Once a sharecropper in the fields of rural eastern Alabama, Tyson became a carpenter early in his marriage to Johnnie Mae Neal Tyson. He helped build Moton Field, where the famed “Tuskegee Airmen” learned to fly during World War II. He later worked as a firefighter there, his daughter said. He also worked for the government after it established the Tuskegee National Forest in eastern Alabama. Around 1960, he moved the family out of the Jim Crow South to Connecticut, where he worked in a factory.
“He was a wise man, very gentle. He was a disciplined man. Active in the church, loved his family and his extended family,” said Head, of Wirtz, Virginia, one of the Tysons’ eight children. “He was a good man. He had a sense of humor, he was a good dancer.”
Though he displayed no symptoms, Tyson also was born with congenital syphilis inherited from his mother, Head said. And that is how he became a participant in “The Tuskegee Study of Untreated Syphilis in the Negro Male.”
Located about 40 miles east of the state capital of Montgomery, Macon County is one of the poorest places in a poor state. In the early 1900s, the majority black county was a hotbed for syphilis, which affected about 35 percent of its residents of reproductive age.
In 1929, government doctors working in conjunction with a philanthropic fund began treating syphilis patients in the county with bismuth and mercury. Few people were cured, according to a summary from the Centers for Disease Control and Prevention, and some died.
Three years later, the U.S. Public Health Service, working with state and local health agencies, began what was supposed to be a shortlived program in Tuskegee to record the progression of the illness, which begins with a small sore and can progress to open wounds, blindness, deafness, mental illness and death.
Workers initially recruited 600 black men into a health program with the promise of free medical checks, free food, free transportation and burial insurance in a county where many blacks had never even seen a doctor. The men were tested and sorted into groups — 399 with syphilis and another 201 who were not infected.

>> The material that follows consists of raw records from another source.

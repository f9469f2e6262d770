// Copyright (c) 2025 R3BL LLC. Licensed under Apache License, Version 2.0.

/// Replays bytes written by the line editor onto a simulated terminal so tests can
/// assert on what the user actually sees, not on the raw byte stream.
///
/// Only what the editor emits is modeled:
/// - printable bytes overwrite the cell under the cursor and advance it
/// - `\b` moves the cursor one cell left, stopping at column 0
/// - `\n` starts a new row at column 0
///
/// Trailing spaces are trimmed from rows since they are indistinguishable from blank
/// cells on a real terminal.
#[derive(Debug, Default, Clone, PartialEq, Eq)]
pub struct TerminalScreenMock {
    pub rows: Vec<Vec<u8>>,
    pub col: usize,
}

impl TerminalScreenMock {
    #[must_use]
    pub fn new() -> Self {
        Self {
            rows: vec![vec![]],
            col: 0,
        }
    }

    /// Build a screen by replaying all of `bytes`.
    #[must_use]
    pub fn replay(bytes: &[u8]) -> Self {
        let mut screen = Self::new();
        screen.apply(bytes);
        screen
    }

    pub fn apply(&mut self, bytes: &[u8]) {
        for &byte in bytes {
            match byte {
                b'\n' => {
                    self.rows.push(vec![]);
                    self.col = 0;
                }
                0x08 => self.col = self.col.saturating_sub(1),
                _ => {
                    let col = self.col;
                    let row = self.current_row_mut();
                    if col < row.len() {
                        row[col] = byte;
                    } else {
                        row.resize(col, b' ');
                        row.push(byte);
                    }
                    self.col += 1;
                }
            }
        }
    }

    fn current_row_mut(&mut self) -> &mut Vec<u8> {
        if self.rows.is_empty() {
            self.rows.push(vec![]);
        }
        let last = self.rows.len() - 1;
        &mut self.rows[last]
    }

    /// Text of the row the cursor is on.
    #[must_use]
    pub fn current_line(&self) -> String {
        self.rows
            .last()
            .map(|row| String::from_utf8_lossy(row).trim_end().to_string())
            .unwrap_or_default()
    }

    /// Text of every row, trailing blanks trimmed.
    #[must_use]
    pub fn lines(&self) -> Vec<String> {
        self.rows
            .iter()
            .map(|row| String::from_utf8_lossy(row).trim_end().to_string())
            .collect()
    }
}
// Copyright (c) 2025 R3BL LLC. Licensed under Apache License, Version 2.0.

//! Scoped raw-mode session for the controlling terminal.
//!
//! ## Cooked mode vs the editor's mode
//!
//! **Cooked mode** (default): the kernel line discipline buffers input until Enter,
//! echoes typed characters, and handles backspace itself.
//!
//! **Editor mode** (what [`TerminalSession`] installs): canonical mode (`ICANON`) and
//! echo (`ECHO`) are switched off, with `VMIN=1` and `VTIME=0`, so every keystroke byte
//! is delivered to [`crate::Readline`] as soon as it is typed and nothing appears on
//! screen unless the editor writes it. Unlike a full `cfmakeraw`, signal generation
//! (`ISIG`), CR to NL input translation (`ICRNL`), and output post-processing (`OPOST`)
//! stay enabled: Ctrl+C still interrupts, Enter arrives as `\n`, and `\n` written by
//! the editor still returns the carriage.
//!
//! Debug escape sequences from a shell:
//! ```bash
//! stty -icanon -echo; cat -v; stty sane
//! # Left arrow shows: ^[[D (ESC [ D)
//! ```
//!
//! ## Usage
//!
//! ```no_run
//! use tasksh_readline::TerminalSession;
//!
//! # fn main() -> Result<(), tasksh_readline::ReadlineError> {
//! let session = TerminalSession::try_new()?;
//! // ... read lines ...
//! session.end()?; // Or just drop it: attributes are restored either way.
//! # Ok(())
//! # }
//! ```

// Private modules (hide internal structure).
mod session_core;

#[cfg(unix)]
mod session_unix;


// Re-export the public API (flat, ergonomic surface).
pub use session_core::*;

The disease-free men were used as a control group. Health workers told syphilitic fathers, grandfathers, sons, brothers and uncles only that they had “bad blood.”
None of the men were asked to consent to take part in a medical study. They also weren’t told that “bad blood” actually was a euphemism for syphilis. Instead, doctors purposely hid the study’s purpose from the men, subjecting them during the study’s early months to painful spinal taps and blood tests.
Medical workers periodically provided men with pills and tonic that made them believe they were being treated, but they weren’t. And doctors never provided them with penicillin after it became the standard treatment for syphilis in the mid-1940s.
The government published occasional reports on the study, including findings which showed the men with syphilis were dying at a faster rate than the uninfected. But it’s doubtful any of the men — or their wives, girlfriends or other sexual partners — had any idea what had happened until an Associated Press story was published nationwide on July 26, 1972.